→ Work task: Every entry below needs to be copied exactly.

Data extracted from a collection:
-----

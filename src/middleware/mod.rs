//! Built-in interceptor stages.
//!
//! The production chain is always, outermost first:
//!
//! | Stage | Does |
//! |---|---|
//! | [`RecoveryStage`] | turns a panic anywhere downstream into `Internal` |
//! | [`SessionStage`] | deadline, trace id, bearer authentication |
//! | [`AccessLogStage`] | one structured record per call |
//!
//! Recovery must wrap everything else. Session must run before the handler so
//! the trace id and identity exist for it and for the access log.

mod access_log;
mod recovery;
mod session;

pub use access_log::AccessLogStage;
pub use recovery::RecoveryStage;
pub use session::{SessionConfig, SessionStage};

pub(crate) use access_log::AccessRecord;
pub(crate) use recovery::panic_message;
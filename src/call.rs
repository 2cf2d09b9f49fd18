//! Inbound call type.

use std::net::SocketAddr;

use serde::de::DeserializeOwned;

use crate::context::CallContext;
use crate::metadata::Metadata;
use crate::status::Status;

/// Outcome of a call: the JSON reply payload or a typed failure.
pub type Reply = Result<serde_json::Value, Status>;

/// One inbound call, decoded from the transport.
///
/// A `Call` moves by value through the chain. Stages read and extend it, then
/// hand it to the next stage; nothing keeps it once the call completes.
pub struct Call {
    pub(crate) method: String,
    pub(crate) peer: Option<SocketAddr>,
    pub(crate) metadata: Option<Metadata>,
    pub(crate) context: CallContext,
    pub(crate) payload: serde_json::Value,
    pub(crate) extensions: http::Extensions,
}

impl Call {
    /// A call to `method` (full path, e.g. `/infra.apply.v1.InfraApply/ListInfraApply`)
    /// with no metadata attached.
    pub fn new(method: impl Into<String>, payload: serde_json::Value) -> Self {
        Self {
            method: method.into(),
            peer: None,
            metadata: None,
            context: CallContext::new(),
            payload,
            extensions: http::Extensions::new(),
        }
    }

    pub fn with_metadata(mut self, metadata: Metadata) -> Self {
        self.metadata = Some(metadata);
        self
    }

    pub fn with_peer(mut self, peer: SocketAddr) -> Self {
        self.peer = Some(peer);
        self
    }

    pub fn with_context(mut self, context: CallContext) -> Self {
        self.context = context;
        self
    }

    pub fn method(&self) -> &str { &self.method }
    pub fn peer(&self) -> Option<SocketAddr> { self.peer }
    pub fn metadata(&self) -> Option<&Metadata> { self.metadata.as_ref() }
    pub fn metadata_mut(&mut self) -> Option<&mut Metadata> { self.metadata.as_mut() }
    pub fn context(&self) -> &CallContext { &self.context }
    pub fn payload(&self) -> &serde_json::Value { &self.payload }
    pub fn extensions(&self) -> &http::Extensions { &self.extensions }
    pub fn extensions_mut(&mut self) -> &mut http::Extensions { &mut self.extensions }

    /// Swaps in an extended context, returning the previous one.
    pub fn replace_context(&mut self, context: CallContext) -> CallContext {
        std::mem::replace(&mut self.context, context)
    }

    /// Drops the metadata. Only useful for exercising fail-closed paths.
    pub fn take_metadata(&mut self) -> Option<Metadata> {
        self.metadata.take()
    }

    /// Decodes the payload into a typed request.
    pub fn decode<T: DeserializeOwned>(&self) -> Result<T, Status> {
        T::deserialize(&self.payload)
            .map_err(|e| Status::invalid_argument(format!("malformed request: {e}")))
    }
}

-----

→ Reply to the exercise:
filename src/middleware/mod.rs
//! Built-in interceptor stages.
//!
//! The production chain is always, outermost first:
//!
//! | Stage | Does |
//! |---|---|
//! | [`RecoveryStage`] | turns a panic anywhere downstream into `Internal` |
//! | [`SessionStage`] | deadline, trace id, bearer authentication |
//! | [`AccessLogStage`] | one structured record per call |
//!
//! Recovery must wrap everything else. Session must run before the handler so
//! the trace id and identity exist for it and for the access log.

mod access_log;
mod recovery;
mod session;

pub use access_log::AccessLogStage;
pub use recovery::RecoveryStage;
pub use session::{SessionConfig, SessionStage};

pub(crate) use access_log::AccessRecord;
pub(crate) use recovery::panic_message;
filename src/call.rs
repository 2cf2d09b9f49fd18
//! Inbound call type.

use std::net::SocketAddr;

use serde::de::DeserializeOwned;

use crate::context::CallContext;
use crate::metadata::Metadata;
use crate::status::Status;

/// Outcome of a call: the JSON reply payload or a typed failure.
pub type Reply = Result<serde_json::Value, Status>;

/// One inbound call, decoded from the transport.
///
/// A `Call` moves by value through the chain. Stages read and extend it, then
/// hand it to the next stage; nothing keeps it once the call completes.
pub struct Call {
    pub(crate) method: String,
    pub(crate) peer: Option<SocketAddr>,
    pub(crate) metadata: Option<Metadata>,
    pub(crate) context: CallContext,
    pub(crate) payload: serde_json::Value,
    pub(crate) extensions: http::Extensions,
}

impl Call {
    /// A call to `method` (full path, e.g. `/infra.apply.v1.InfraApply/ListInfraApply`)
    /// with no metadata attached.
    pub fn new(method: impl Into<String>, payload: serde_json::Value) -> Self {
        Self {
            method: method.into(),
            peer: None,
            metadata: None,
            context: CallContext::new(),
            payload,
            extensions: http::Extensions::new(),
        }
    }

    pub fn with_metadata(mut self, metadata: Metadata) -> Self {
        self.metadata = Some(metadata);
        self
    }

    pub fn with_peer(mut self, peer: SocketAddr) -> Self {
        self.peer = Some(peer);
        self
    }

    pub fn with_context(mut self, context: CallContext) -> Self {
        self.context = context;
        self
    }

    pub fn method(&self) -> &str { &self.method }
    pub fn peer(&self) -> Option<SocketAddr> { self.peer }
    pub fn metadata(&self) -> Option<&Metadata> { self.metadata.as_ref() }
    pub fn metadata_mut(&mut self) -> Option<&mut Metadata> { self.metadata.as_mut() }
    pub fn context(&self) -> &CallContext { &self.context }
    pub fn payload(&self) -> &serde_json::Value { &self.payload }
    pub fn extensions(&self) -> &http::Extensions { &self.extensions }
    pub fn extensions_mut(&mut self) -> &mut http::Extensions { &mut self.extensions }

    /// Swaps in an extended context, returning the previous one.
    pub fn replace_context(&mut self, context: CallContext) -> CallContext {
        std::mem::replace(&mut self.context, context)
    }

    /// Drops the metadata. Only useful for exercising fail-closed paths.
    pub fn take_metadata(&mut self) -> Option<Metadata> {
        self.metadata.take()
    }

    /// Decodes the payload into a typed request.
    pub fn decode<T: DeserializeOwned>(&self) -> Result<T, Status> {
        T::deserialize(&self.payload)
            .map_err(|e| Status::invalid_argument(format!("malformed request: {e}")))
    }
}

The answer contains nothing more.